Figure 3.

Potencies, recovery from antagonism, and binding kinetics of SV-III-130 at the V91A, L94A, and E95A mutant D₂R. A) DA potency at V91A (EC₅₀ = 21 nM, n = 3–4), L94A (EC₅₀ = 41 nM, n = 3–7), E95A (EC₅₀ = 15 nM, n = 3–4), W100A (EC₅₀ = 323 nM, n = 3), and WT (EC₅₀ = 33 nM, n = 4) D₂R. B) SV-III-130 potency at the V91A (n = 4), L94A (n = 3), E95A (n = 7), and W100A (n = 3) D₂R. C) Recovery of activation by DA at the V91A (n = 3 for 1 μM DA and n = 4 for 100 μM DA), L94A (n = 13 for 1 μM DA and n = 13 for 100 μM DA), E95A (n = 5 for 1 μM DA and n = 3 for 100 μM DA), and W100A (n = 4 for 10 μM DA and n = 4 for 300 μM DA) mutant D₂R following antagonism by SV-III-130. GIRK current traces normalized to the maximal response evoked by 1 μM (10 μM for W100A) DA. Thick lines represent mean normalized currents, whereas thin lines indicate SEM. D) Extent of recovery upon application of 1 or 100 μM (10 and 300 μM for W100A) DA following antagonism by 30 μM (V91A and E95A), 3 μM (W100A), and 1 μM SV-III-130 (L94A; data from experiments shown in panel C).

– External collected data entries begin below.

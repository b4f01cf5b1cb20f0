//! Test sessions.
//!
//! A [`Session`] bundles one driver, one interception engine, and the
//! progress tag page objects check before acting. Every test gets a fresh
//! session; dropping it discards cookies, cart state, interception rules,
//! and captured traffic in one move, which is what keeps tests isolated.

use crate::driver::{AutomationDriver, SimDriver};
use crate::environment::Target;
use crate::intercept::{InterceptionEngine, Rule};
use crate::result::{EnsayarError, EnsayarResult};
use std::sync::{Arc, Mutex};
use uuid::Uuid;

/// How far through the store flow a session has progressed.
///
/// Page objects require a minimum state at construction, so using a page
/// out of order fails with a [`EnsayarError::Usage`] instead of a vague
/// timeout.
#[derive(Debug, Clone, Copy, PartialEq, Eq)]
pub enum SessionState {
    /// Not logged in
    Anonymous,
    /// Logged in, cart empty
    Authenticated,
    /// Logged in with N items in the cart
    CartPopulated(usize),
    /// In the checkout flow, at step K (1-based)
    CheckoutStep(u8),
}

impl SessionState {
    const fn rank(self) -> u8 {
        match self {
            Self::Anonymous => 0,
            Self::Authenticated => 1,
            Self::CartPopulated(_) => 2,
            Self::CheckoutStep(_) => 3,
        }
    }

    /// Whether a session in this state meets a page's requirement.
    /// Later states satisfy earlier requirements; a populated-cart
    /// requirement additionally needs at least the required item count.
    #[must_use]
    pub fn satisfies(self, required: Self) -> bool {
        match (self, required) {
            (Self::CartPopulated(have), Self::CartPopulated(need)) => have >= need,
            (Self::CheckoutStep(have), Self::CheckoutStep(need)) => have >= need,
            _ => self.rank() >= required.rank(),
        }
    }
}

impl std::fmt::Display for SessionState {
    fn fmt(&self, f: &mut std::fmt::Formatter<'_>) -> std::fmt::Result {
        match self {
            Self::Anonymous => write!(f, "anonymous"),
            Self::Authenticated => write!(f, "authenticated"),
            Self::CartPopulated(n) => write!(f, "cart with {n} item(s)"),
            Self::CheckoutStep(k) => write!(f, "checkout step {k}"),
        }
    }
}

/// One test's isolated browser context
pub struct Session {
    id: Uuid,
    target: Target,
    driver: Box<dyn AutomationDriver>,
    engine: Arc<InterceptionEngine>,
    state: Mutex<SessionState>,
}

impl std::fmt::Debug for Session {
    fn fmt(&self, f: &mut std::fmt::Formatter<'_>) -> std::fmt::Result {
        f.debug_struct("Session")
            .field("id", &self.id)
            .field("target", &self.target)
            .field("state", &self.state)
            .finish_non_exhaustive()
    }
}

impl Session {
    /// Create a session from a target and a driver. A fresh interception
    /// engine is created and installed into the driver here, so rules
    /// registered on this session never affect any other.
    #[must_use]
    pub fn new(target: Target, driver: Box<dyn AutomationDriver>) -> Arc<Self> {
        let engine = Arc::new(InterceptionEngine::new());
        driver.install_interception(Arc::clone(&engine));
        let session = Self {
            id: Uuid::new_v4(),
            target,
            driver,
            engine,
            state: Mutex::new(SessionState::Anonymous),
        };
        tracing::debug!(session = %session.id, env = %session.target.env, "session created");
        Arc::new(session)
    }

    /// Create a session backed by the in-process storefront simulation
    #[must_use]
    pub fn sim(target: Target) -> Arc<Self> {
        let driver = Box::new(SimDriver::new(&target.base_url));
        Self::new(target, driver)
    }

    /// Unique session id
    #[must_use]
    pub const fn id(&self) -> Uuid {
        self.id
    }

    /// The environment target this session points at
    #[must_use]
    pub const fn target(&self) -> &Target {
        &self.target
    }

    /// The session's driver
    #[must_use]
    pub fn driver(&self) -> &dyn AutomationDriver {
        self.driver.as_ref()
    }

    /// The session's interception engine, for observation assertions
    #[must_use]
    pub fn engine(&self) -> &Arc<InterceptionEngine> {
        &self.engine
    }

    /// Register an interception rule on this session
    pub fn intercept(&self, rule: Rule) -> EnsayarResult<()> {
        self.engine.register(rule)
    }

    /// Current progress tag
    #[must_use]
    pub fn state(&self) -> SessionState {
        *self.state.lock().unwrap()
    }

    /// Record a progress transition
    pub fn set_state(&self, state: SessionState) {
        tracing::debug!(session = %self.id, %state, "session state");
        *self.state.lock().unwrap() = state;
    }

    /// Fail with a [`EnsayarError::Usage`] unless the session has reached
    /// the required state
    pub fn require(&self, required: SessionState) -> EnsayarResult<()> {
        let current = self.state();
        if current.satisfies(required) {
            Ok(())
        } else {
            Err(EnsayarError::Usage {
                message: format!("session is {current}, but this page requires {required}"),
            })
        }
    }

    /// Explicitly destroy the session: the browser context is discarded
    /// and every interception rule and captured request goes with it.
    /// Dropping the session has the same effect; this is for tests that
    /// need teardown before the end of scope.
    pub async fn close(&self) -> EnsayarResult<()> {
        tracing::debug!(session = %self.id, "closing session");
        self.driver.close().await?;
        self.engine.clear_rules();
        self.engine.clear_captured();
        self.set_state(SessionState::Anonymous);
        Ok(())
    }

    /// Navigate to a path under the session's base URL
    pub async fn goto(&self, path: &str) -> EnsayarResult<()> {
        let url = format!("{}{path}", self.target.base_url);
        self.driver.goto(&url).await
    }
}

#[cfg(test)]
mod tests {
    use super::*;
    use crate::environment;

    mod state_tests {
        use super::*;

        #[test]
        fn later_states_satisfy_earlier_requirements() {
            assert!(SessionState::Authenticated.satisfies(SessionState::Anonymous));
            assert!(SessionState::CartPopulated(1).satisfies(SessionState::Authenticated));
            assert!(SessionState::CheckoutStep(2).satisfies(SessionState::CartPopulated(1)));
        }

        #[test]
        fn earlier_states_do_not_satisfy_later_requirements() {
            assert!(!SessionState::Anonymous.satisfies(SessionState::Authenticated));
            assert!(!SessionState::Authenticated.satisfies(SessionState::CartPopulated(1)));
        }

        #[test]
        fn cart_requirement_checks_item_count() {
            assert!(SessionState::CartPopulated(3).satisfies(SessionState::CartPopulated(2)));
            assert!(!SessionState::CartPopulated(1).satisfies(SessionState::CartPopulated(2)));
        }
    }

    mod session_tests {
        use super::*;

        #[test]
        fn fresh_session_is_anonymous_with_no_rules() {
            let session = Session::sim(environment::resolve(None));
            assert_eq!(session.state(), SessionState::Anonymous);
            assert_eq!(session.engine().rule_count(), 0);
            assert!(session.engine().captured_requests().is_empty());
        }

        #[test]
        fn sessions_have_distinct_ids() {
            let a = Session::sim(environment::resolve(None));
            let b = Session::sim(environment::resolve(None));
            assert_ne!(a.id(), b.id());
        }

        #[test]
        fn require_names_both_states() {
            let session = Session::sim(environment::resolve(None));
            let err = session
                .require(SessionState::CartPopulated(1))
                .unwrap_err();
            let message = err.to_string();
            assert!(message.contains("anonymous"));
            assert!(message.contains("cart with 1 item(s)"));
        }

        #[tokio::test]
        async fn close_discards_rules_and_state() {
            let session = Session::sim(environment::resolve(None));
            session
                .intercept(crate::intercept::Rule::observe(
                    crate::intercept::UrlPattern::Any,
                ))
                .unwrap();
            session.set_state(SessionState::Authenticated);

            session.close().await.unwrap();

            assert_eq!(session.state(), SessionState::Anonymous);
            assert_eq!(session.engine().rule_count(), 0);
            assert!(session.engine().captured_requests().is_empty());
        }

        #[tokio::test]
        async fn goto_is_relative_to_the_target() {
            let session = Session::sim(environment::resolve(Some("local")));
            session.goto("/").await.unwrap();
            assert_eq!(session.driver().current_url().await, "http://localhost:3000/");
        }
    }
}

E) Rate of recovery following application of 1 or 100 μM DA (10 and 300 μM for W100A; data from experiments shown in panel C). F) Observed association rates, k_obs, which allowed for calculation of association rates for SV-III-130 at the V91A, L94A, and E95A D₂R. n = 3–7. G) Clustering of kinetic K_d relative to K_i for SWR-1-8, SWR-1-14, and SV-III-130 at the WT receptor and SV-III-130 at the V91A, L94A, and E95A mutant receptors, as indicated. Data shown are means ± SEM *; p < 0.05, **; p < 0.01, and ***; p < 0.001, Student’s t test.